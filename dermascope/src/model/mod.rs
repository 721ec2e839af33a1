//! Model module: the burn CNN classifier and weight persistence.

pub mod cnn;

use std::path::Path;

use burn::module::Module;
use burn::record::CompactRecorder;
use burn::tensor::backend::Backend;

pub use cnn::{LesionClassifier, LesionClassifierConfig};

use crate::utils::error::{DermascopeError, Result};

/// Load saved model weights into a freshly initialized classifier.
pub fn load_model<B: Backend>(path: &Path, device: &B::Device) -> Result<LesionClassifier<B>> {
    let config = LesionClassifierConfig::new();
    let model = LesionClassifier::new(&config, device);

    model
        .load_file(path.to_path_buf(), &CompactRecorder::new(), device)
        .map_err(|e| {
            DermascopeError::Persistence(format!(
                "failed to load model from {:?}: {:?}",
                path, e
            ))
        })
}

ASSIGNMENT:
The answer must consist of all the entries, copied exactly.

RESULT:
filename dermascope/src/model/mod.rs
repository 721ec2e839af33a1
//! Model module: the burn CNN classifier and weight persistence.

pub mod cnn;

use std::path::Path;

use burn::module::Module;
use burn::record::CompactRecorder;
use burn::tensor::backend::Backend;

pub use cnn::{LesionClassifier, LesionClassifierConfig};

use crate::utils::error::{DermascopeError, Result};

/// Load saved model weights into a freshly initialized classifier.
pub fn load_model<B: Backend>(path: &Path, device: &B::Device) -> Result<LesionClassifier<B>> {
    let config = LesionClassifierConfig::new();
    let model = LesionClassifier::new(&config, device);

    model
        .load_file(path.to_path_buf(), &CompactRecorder::new(), device)
        .map_err(|e| {
            DermascopeError::Persistence(format!(
                "failed to load model from {:?}: {:?}",
                path, e
            ))
        })
}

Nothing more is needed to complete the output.